Over all, though, the report says 90 percent of non-Jewish faculty were hostile to neither Jews nor Israel.
“The results confirm our earlier research findings that Jewish students are more likely to experience hostility from their peers than from faculty,” the authors wrote. They added that “government efforts to punish universities as a whole for their lack of viewpoint diversity and failure to address antisemitism are not well targeted to address these challenges. For example, STEM faculty, who are less likely to teach about contentious political issues, are the most likely to be profoundly harmed by the government’s cancellation of federal research grants.”
Leonard Saxe, one of the authors and the Klutznick Professor of Contemporary Jewish Studies and Social Policy at Brandeis, told Inside Higher Ed that faculty “don’t appear to express any interest in imposing their own political or ideological views on students.” Saxe said, “Faculty need to be seen as allies” in resolving the problems underlying the conflict between the government and universities regarding antisemitism and diversity more broadly.

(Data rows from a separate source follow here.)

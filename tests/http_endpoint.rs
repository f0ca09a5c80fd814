use std::{
    cell::RefCell,
    io::{Read, Write},
    net::{Shutdown, SocketAddr, TcpStream},
    rc::Rc,
    thread,
    time::{Duration, Instant},
};

use garden_weather_node::{
    configuration::MonitorConfig,
    request_handler::{Notifier, RequestHandler, RAIN_NOTIFICATION},
    scaler::Bounds,
    sensors::{
        moisture_sensor::MoistureSensor, raindrop_sensor::RaindropSensor,
        sensor::TemperatureSensor, SensorSource, Sensors,
    },
    server::{Listener, PollOutcome, Server, TcpClientListener},
    MonitorError,
};

struct FixedTemperature(f32);

impl TemperatureSensor for FixedTemperature {
    fn get_temp_c(&mut self) -> f32 {
        self.0
    }
}

#[derive(Clone, Default)]
struct SharedNotifier(Rc<RefCell<Vec<String>>>);

impl Notifier for SharedNotifier {
    fn notify(&mut self, content: &str) {
        self.0.borrow_mut().push(content.to_string());
    }
}

fn serve_until_client<L: Listener, S: SensorSource, N: Notifier>(
    server: &mut Server<L, S, N>,
) -> PollOutcome {
    for _ in 0..500 {
        match server.poll_once().unwrap() {
            PollOutcome::NoClient => thread::sleep(Duration::from_millis(10)),
            outcome => return outcome,
        }
    }
    panic!("no client connected");
}

fn build_server(
    raindrop_raw: i32,
    notifier: SharedNotifier,
) -> (
    Server<TcpClientListener, impl SensorSource, SharedNotifier>,
    SocketAddr,
) {
    build_server_with_timeout(raindrop_raw, notifier, Duration::from_secs(2))
}

fn build_server_with_timeout(
    raindrop_raw: i32,
    notifier: SharedNotifier,
    read_timeout: Duration,
) -> (
    Server<TcpClientListener, impl SensorSource, SharedNotifier>,
    SocketAddr,
) {
    let config = MonitorConfig::default();
    let listener = TcpClientListener::bind("127.0.0.1:0", read_timeout).unwrap();
    let addr = listener.local_addr().unwrap();

    let sensors = Sensors::new(
        FixedTemperature(21.5),
        MoistureSensor::new(|| 350, config.moisture_bounds),
        RaindropSensor::new(
            move || raindrop_raw,
            Bounds::new(0, 1024).unwrap(),
            config.rain_threshold,
        ),
    );

    (
        Server::new(listener, sensors, RequestHandler::new(notifier), &config),
        addr,
    )
}

#[test]
fn line_feed_request_gets_one_json_response() {
    let notifier = SharedNotifier::default();
    let (mut server, addr) = build_server(0, notifier.clone());

    let client = thread::spawn(move || {
        let mut stream = TcpStream::connect(addr).unwrap();
        stream.write_all(b"GET / HTTP/1.1\n").unwrap();

        let mut response = String::new();
        stream.read_to_string(&mut response).unwrap();
        response
    });

    let outcome = serve_until_client(&mut server);
    let response = client.join().unwrap();

    assert!(matches!(outcome, PollOutcome::Served(_)));
    assert_eq!(response.matches("HTTP/1.1 200 OK").count(), 1);

    let (head, body) = response.split_once("\r\n\r\n").unwrap();
    assert_eq!(
        head,
        "HTTP/1.1 200 OK\r\n\
         Content-Type: application/json\r\n\
         Access-Control-Allow-Origin: *\r\n\
         Connection: close"
    );
    assert_eq!(
        body,
        "{\"temperatureC\":21.5,\"temperatureF\":70.7,\"moisture\":50,\"raindrop\":1}\r\n"
    );

    let json: serde_json::Value = serde_json::from_str(body.trim_end()).unwrap();
    assert!(json["temperatureC"].is_number());
    assert!(json["temperatureF"].is_number());
    assert!(json["moisture"].is_i64());
    assert!(json["raindrop"].is_i64());

    assert!(notifier.0.borrow().is_empty());
}

#[test]
fn client_hanging_up_early_gets_nothing() {
    let notifier = SharedNotifier::default();
    let (mut server, addr) = build_server(0, notifier);

    let client = thread::spawn(move || {
        let mut stream = TcpStream::connect(addr).unwrap();
        stream.write_all(b"GET /").unwrap();
        stream.shutdown(Shutdown::Write).unwrap();

        let mut response = Vec::new();
        let _ = stream.read_to_end(&mut response);
        response
    });

    let outcome = serve_until_client(&mut server);

    assert!(matches!(
        outcome,
        PollOutcome::ClientFailed(MonitorError::ConnectionClosedPrematurely)
    ));
    assert!(client.join().unwrap().is_empty());
}

#[test]
fn rain_is_notified_after_the_response() {
    let notifier = SharedNotifier::default();
    let (mut server, addr) = build_server(900, notifier.clone());

    let client = thread::spawn(move || {
        let mut stream = TcpStream::connect(addr).unwrap();
        stream.write_all(b"\n").unwrap();

        let mut response = String::new();
        stream.read_to_string(&mut response).unwrap();
        response
    });

    serve_until_client(&mut server);
    let response = client.join().unwrap();

    assert!(response.contains("\"raindrop\":88"));
    assert!(!response.contains(RAIN_NOTIFICATION));
    assert_eq!(*notifier.0.borrow(), vec![RAIN_NOTIFICATION.to_string()]);
}

#[test]
fn full_request_with_headers_is_answered_completely() {
    let (mut server, addr) = build_server(0, SharedNotifier::default());

    let client = thread::spawn(move || {
        let mut stream = TcpStream::connect(addr).unwrap();
        stream
            .write_all(b"GET / HTTP/1.1\r\nHost: node\r\nAccept: */*\r\n\r\n")
            .unwrap();

        let mut response = String::new();
        stream.read_to_string(&mut response).unwrap();
        response
    });

    let outcome = serve_until_client(&mut server);
    let response = client.join().unwrap();

    assert!(matches!(outcome, PollOutcome::Served(_)));
    assert!(response.ends_with(
        "\r\n\r\n{\"temperatureC\":21.5,\"temperatureF\":70.7,\"moisture\":50,\"raindrop\":1}\r\n"
    ));
}

#[test]
fn silent_client_times_out() {
    let notifier = SharedNotifier::default();
    let (mut server, addr) =
        build_server_with_timeout(900, notifier.clone(), Duration::from_millis(100));

    let client = thread::spawn(move || {
        let stream = TcpStream::connect(addr).unwrap();
        thread::sleep(Duration::from_millis(1500));
        drop(stream);
    });

    let started = Instant::now();
    let outcome = serve_until_client(&mut server);
    let elapsed = started.elapsed();

    assert!(matches!(
        outcome,
        PollOutcome::ClientFailed(MonitorError::Io(_))
    ));
    assert!(elapsed < Duration::from_millis(1000), "took {elapsed:?}");
    assert_eq!(*notifier.0.borrow(), vec![RAIN_NOTIFICATION.to_string()]);

    client.join().unwrap();
}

“They want the same thing,” Saxe said. “They want to teach students how to understand diverse perspectives, multiple perspectives. They don’t want to make every single issue political.”

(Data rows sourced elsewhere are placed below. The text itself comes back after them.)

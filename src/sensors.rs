pub mod moisture_sensor;
pub mod raindrop_sensor;
pub mod sensor;
pub mod tmp36_sensor;

use log::warn;

use crate::{diagnostics::trace_value, snapshot::SensorSnapshot};

use self::{
    moisture_sensor::MoistureSensor,
    raindrop_sensor::RaindropSensor,
    sensor::{AnalogInput, TemperatureSensor},
};

pub trait SensorSource {
    fn snapshot(&mut self) -> SensorSnapshot;
    fn is_raining(&mut self) -> bool;
}

pub struct Sensors<T: TemperatureSensor, M: AnalogInput, R: AnalogInput> {
    pub temperature_sensor: T,
    pub moisture_sensor: MoistureSensor<M>,
    pub raindrop_sensor: RaindropSensor<R>,
    trace: bool,
}

impl<T: TemperatureSensor, M: AnalogInput, R: AnalogInput> Sensors<T, M, R> {
    pub fn new(
        temperature_sensor: T,
        moisture_sensor: MoistureSensor<M>,
        raindrop_sensor: RaindropSensor<R>,
    ) -> Self {
        Self {
            temperature_sensor,
            moisture_sensor,
            raindrop_sensor,
            trace: false,
        }
    }

    pub fn with_trace(mut self, trace: bool) -> Self {
        self.trace = trace;
        self
    }
}

fn trace_readings(
    enabled: bool,
    raindrop_raw: i32,
    moisture_raw: i32,
    temperature_c: f32,
    temperature_f: f32,
) -> usize {
    [
        trace_value(enabled, "Raindrop raw", raindrop_raw),
        trace_value(enabled, "Moisture raw", moisture_raw),
        trace_value(enabled, "Temperature (C)", temperature_c),
        trace_value(enabled, "Temperature (F)", temperature_f),
    ]
    .into_iter()
    .filter(|traced| *traced)
    .count()
}

impl<T: TemperatureSensor, M: AnalogInput, R: AnalogInput> SensorSource for Sensors<T, M, R> {
    fn snapshot(&mut self) -> SensorSnapshot {
        let raindrop_raw = self.raindrop_sensor.read_raw_value();
        let moisture_raw = self.moisture_sensor.read_raw_value();

        let temperature_c = self.temperature_sensor.get_temp_c();
        let temperature_f = self.temperature_sensor.get_temp_f();

        trace_readings(
            self.trace,
            raindrop_raw,
            moisture_raw,
            temperature_c,
            temperature_f,
        );

        let raindrop_bounds = self.raindrop_sensor.bounds();
        if !raindrop_bounds.contains(raindrop_raw) {
            warn!(
                "Raindrop reading {raindrop_raw} outside of [{}, {}]",
                raindrop_bounds.lower(),
                raindrop_bounds.upper()
            );
        }

        let moisture_bounds = self.moisture_sensor.bounds();
        if !moisture_bounds.contains(moisture_raw) {
            warn!(
                "Moisture reading {moisture_raw} outside of [{}, {}]",
                moisture_bounds.lower(),
                moisture_bounds.upper()
            );
        }

        SensorSnapshot {
            temperature_c,
            temperature_f,
            moisture: moisture_bounds.to_percentage(moisture_raw),
            raindrop: raindrop_bounds.to_percentage(raindrop_raw),
        }
    }

    fn is_raining(&mut self) -> bool {
        self.raindrop_sensor.is_raining()
    }
}
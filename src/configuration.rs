#[cfg(target_os = "espidf")]
pub mod nvs_configuration;

use std::time::Duration;

use mutually_exclusive_features::exactly_one_of;

use crate::{
    error::MonitorError,
    network::RetryPolicy,
    scaler::Bounds,
    sensors::{moisture_sensor, raindrop_sensor},
};

exactly_one_of!("wifi-ap", "wifi-station");

#[derive(Clone, Copy, Debug, PartialEq, Eq)]
pub enum WifiMode {
    AccessPoint,
    Station,
}

#[cfg(feature = "wifi-ap")]
pub const WIFI_MODE: WifiMode = WifiMode::AccessPoint;

#[cfg(feature = "wifi-station")]
pub const WIFI_MODE: WifiMode = WifiMode::Station;

pub const DEFAULT_SSID: &str = "garden-node";
pub const DEFAULT_PASSPHRASE: &str = "garden-node-pass";
pub const DEFAULT_HTTP_PORT: u16 = 80;

pub const DEFAULT_TMP36_VREF: f32 = 3.3;

pub const ITERATION_INTERVAL: Duration = Duration::from_millis(1000);
pub const POLL_INTERVAL: Duration = Duration::from_millis(10);
pub const READ_TIMEOUT: Duration = Duration::from_millis(5000);

const MAX_SSID_LEN: usize = 32;
const MIN_PASSPHRASE_LEN: usize = 8;
const MAX_PASSPHRASE_LEN: usize = 63;

#[derive(Clone, Debug, PartialEq)]
pub struct MonitorConfig {
    pub ssid: String,
    pub passphrase: String,
    pub http_port: u16,

    pub raindrop_bounds: Bounds,
    pub moisture_bounds: Bounds,
    pub rain_threshold: i32,
    pub tmp36_vref: f32,

    pub iteration_interval: Duration,
    pub poll_interval: Duration,
    pub read_timeout: Duration,

    pub trace_readings: bool,
    pub retry: RetryPolicy,
}

impl Default for MonitorConfig {
    fn default() -> Self {
        Self {
            ssid: DEFAULT_SSID.to_string(),
            passphrase: DEFAULT_PASSPHRASE.to_string(),
            http_port: DEFAULT_HTTP_PORT,

            raindrop_bounds: raindrop_sensor::DEFAULT_BOUNDS,
            moisture_bounds: moisture_sensor::DEFAULT_BOUNDS,
            rain_threshold: raindrop_sensor::DEFAULT_RAIN_THRESHOLD,
            tmp36_vref: DEFAULT_TMP36_VREF,

            iteration_interval: ITERATION_INTERVAL,
            poll_interval: POLL_INTERVAL,
            read_timeout: READ_TIMEOUT,

            trace_readings: false,
            retry: RetryPolicy::default(),
        }
    }
}

impl MonitorConfig {
    pub fn validate(&self) -> Result<(), MonitorError> {
        if self.ssid.is_empty() || self.ssid.len() > MAX_SSID_LEN {
            return Err(MonitorError::InvalidConfig("SSID must be 1 to 32 bytes"));
        }

        let passphrase_len = self.passphrase.len();
        let open_station = WIFI_MODE == WifiMode::Station && passphrase_len == 0;
        if !open_station && !(MIN_PASSPHRASE_LEN..=MAX_PASSPHRASE_LEN).contains(&passphrase_len) {
            return Err(MonitorError::InvalidConfig(
                "Passphrase must be 8 to 63 characters",
            ));
        }

        if self.http_port == 0 {
            return Err(MonitorError::InvalidConfig("HTTP port must not be 0"));
        }

        if !(self.tmp36_vref.is_finite() && self.tmp36_vref > 0.0) {
            return Err(MonitorError::InvalidConfig("TMP36 reference voltage must be positive"));
        }

        if self.read_timeout.is_zero() {
            return Err(MonitorError::InvalidConfig("Read timeout must not be zero"));
        }

        if self.retry.max_attempts == 0 {
            return Err(MonitorError::InvalidConfig("At least one network attempt is required"));
        }

        Ok(())
    }
}
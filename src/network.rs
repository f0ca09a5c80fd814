use std::{net::Ipv4Addr, time::Duration};

use log::{error, info, warn};

use crate::error::MonitorError;

pub trait NetworkLayer {
    fn start(&mut self) -> anyhow::Result<Ipv4Addr>;
}

#[derive(Clone, Copy, Debug, PartialEq, Eq)]
pub struct RetryPolicy {
    pub max_attempts: u32,
    pub initial_delay: Duration,
    pub max_delay: Duration,
}

impl Default for RetryPolicy {
    fn default() -> Self {
        Self {
            max_attempts: 5,
            initial_delay: Duration::from_millis(1000),
            max_delay: Duration::from_millis(8000),
        }
    }
}

impl RetryPolicy {
    pub fn delay_after(&self, attempt: u32) -> Duration {
        let factor = 2u32.saturating_pow(attempt.saturating_sub(1));
        self.initial_delay.saturating_mul(factor).min(self.max_delay)
    }
}

pub fn bring_up<N: NetworkLayer>(
    network: &mut N,
    policy: &RetryPolicy,
    mut sleep: impl FnMut(Duration),
) -> Result<Ipv4Addr, MonitorError> {
    for attempt in 1..=policy.max_attempts {
        info!("Network bring-up attempt #{attempt}");

        match network.start() {
            Ok(ip) => {
                info!("Network up, IP address: {ip}");
                return Ok(ip);
            }
            Err(e) => {
                warn!("Failed: {e:#}");

                if attempt < policy.max_attempts {
                    let delay = policy.delay_after(attempt);
                    info!("Still connecting, next attempt in {} ms", delay.as_millis());
                    sleep(delay);
                }
            }
        }
    }

    error!("Giving up after {} attempt(s)", policy.max_attempts);
    Err(MonitorError::NetworkUnavailable {
        attempts: policy.max_attempts,
    })
}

Graham Wright, another author and an associate research scientist at Brandeis’s Cohen Center for Modern Jewish Studies, said that to the extent antisemitism is an issue on some campuses, it’s “not necessarily due to the actions of large numbers of faculty, but a smaller group.”
The report found that almost half of Jewish faculty were somewhat or very much concerned about antisemitism on their campuses, and they were “more concerned about antisemitism emanating from the political right than the political left.” This “can be attributed in part to the political makeup of Jewish faculty,” the authors wrote, noting that more than 80 percent of Jewish faculty identified as liberal and about a quarter as extremely liberal.

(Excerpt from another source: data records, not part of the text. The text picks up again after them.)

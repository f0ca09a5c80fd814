use std::fmt::Display;

use log::info;

pub fn trace_value<T: Display>(enabled: bool, title: &str, value: T) -> bool {
    if !enabled {
        return false;
    }

    info!("{title}: {value}");
    true
}
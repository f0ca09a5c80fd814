use std::{
    io::{self, ErrorKind},
    net::{SocketAddr, TcpListener, TcpStream, ToSocketAddrs},
    thread,
    time::Duration,
};

use log::{info, warn};

use crate::{
    configuration::MonitorConfig,
    error::MonitorError,
    request_handler::{Client, Notifier, RequestHandler},
    sensors::SensorSource,
    snapshot::SensorSnapshot,
};

// Source of connected clients. `accept_client` must not block.
pub trait Listener {
    type Client: Client;

    fn accept_client(&mut self) -> io::Result<Option<Self::Client>>;
}

pub struct TcpClientListener {
    listener: TcpListener,
    read_timeout: Duration,
}

impl TcpClientListener {
    pub fn bind<A: ToSocketAddrs>(addr: A, read_timeout: Duration) -> io::Result<Self> {
        let listener = TcpListener::bind(addr)?;
        listener.set_nonblocking(true)?;

        Ok(Self {
            listener,
            read_timeout,
        })
    }

    pub fn local_addr(&self) -> io::Result<SocketAddr> {
        self.listener.local_addr()
    }
}

impl Listener for TcpClientListener {
    type Client = TcpStream;

    fn accept_client(&mut self) -> io::Result<Option<TcpStream>> {
        match self.listener.accept() {
            Ok((stream, peer)) => {
                info!("Client connected: {peer}");
                stream.set_nonblocking(false)?;
                stream.set_read_timeout(Some(self.read_timeout))?;
                Ok(Some(stream))
            }
            Err(e) if e.kind() == ErrorKind::WouldBlock => Ok(None),
            Err(e) => Err(e),
        }
    }
}

#[derive(Debug)]
pub enum PollOutcome {
    NoClient,
    Served(SensorSnapshot),
    ClientFailed(MonitorError),
}

pub struct Server<L: Listener, S: SensorSource, N: Notifier> {
    listener: L,
    sensors: S,
    handler: RequestHandler<N>,
    iteration_interval: Duration,
    poll_interval: Duration,
}

impl<L: Listener, S: SensorSource, N: Notifier> Server<L, S, N> {
    pub fn new(listener: L, sensors: S, handler: RequestHandler<N>, config: &MonitorConfig) -> Self {
        Self {
            listener,
            sensors,
            handler,
            iteration_interval: config.iteration_interval,
            poll_interval: config.poll_interval,
        }
    }

    pub fn handler(&self) -> &RequestHandler<N> {
        &self.handler
    }

    pub fn poll_once(&mut self) -> Result<PollOutcome, MonitorError> {
        let mut client = match self.listener.accept_client()? {
            Some(client) => client,
            None => return Ok(PollOutcome::NoClient),
        };

        match self.handler.handle(&mut client, &mut self.sensors) {
            Ok(snapshot) => {
                info!(
                    "Served {:.2} C, moisture {}%, raindrop {}%",
                    snapshot.temperature_c, snapshot.moisture, snapshot.raindrop
                );
                Ok(PollOutcome::Served(snapshot))
            }
            Err(e) => {
                warn!("Client failed: {e}");
                Ok(PollOutcome::ClientFailed(e))
            }
        }
    }

    pub fn run(&mut self) -> Result<(), MonitorError> {
        loop {
            match self.poll_once()? {
                PollOutcome::NoClient => thread::sleep(self.poll_interval),
                _ => thread::sleep(self.iteration_interval),
            }
        }
    }
}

Using a statistical model, the researchers also sought to predict hostility from non-Jewish faculty based on their holding certain beliefs. They concluded that “faculty who more strongly agreed that Israel was an apartheid state” were likelier to be hostile to both Israel and Jews. And they found no statistically significant difference between academic areas in levels of faculty hostility after controlling for other factors.
The study grouped faculty into these categories of “hostile to Jews,” “hostile to Israel” or hostile to neither based on their pattern of agreeing or disagreeing with seven statements.
The statements were:
- “Jews in America have too much power,”
- “Jews don’t care what happens to anyone but their own kind,”
- “Jewish people talk about the Holocaust just to further their political agenda,”
- “Jews should be held accountable for Israel’s actions,”
- “Israel does not have the right to exist,”
- “I wouldn’t want to collaborate with a scholar who supports the existence of Israel as a Jewish state,” and
- “All Israeli civilians should be considered legitimate targets for Hamas.”
The report says “virtually no non-Jewish faculty expressed agreement” with that last claim.
The researchers also wrote that “more than three-quarters of the faculty in our sample reported that, over the past academic year, the Israel-Palestine conflict never came up in class discussions, and less than 10 percent reported actively teaching about it.” Saxe said there’s not much evidence that a faculty member’s negative attitudes toward a group “seep into” their classroom.
The researchers surveyed 2,335 faculty across 146 R-1 Carnegie classification universities from Feb. 3 to May 5. About 11 percent of the sample was Jewish. The online survey also polled faculty on other current political issues, such as immigration.
“More than two-thirds of faculty identified as liberal, while one-third identified as moderate or conservative,” the report says, but “there was overwhelming agreement among faculty that climate change is a crisis requiring immediate action and that President Trump is a threat to democracy.”
The report also says that “half of liberal faculty members and 70 percent of extremely liberal faculty members expressed serious concerns about being targeted by the federal government for their political views.”
But Saxe said that “as a faculty member on campuses most of my life, I believe we’re not going to address the current issues unless faculty themselves get more engaged—and that it’s recognized by policymakers that we need faculty if we’re going to solve these issues.”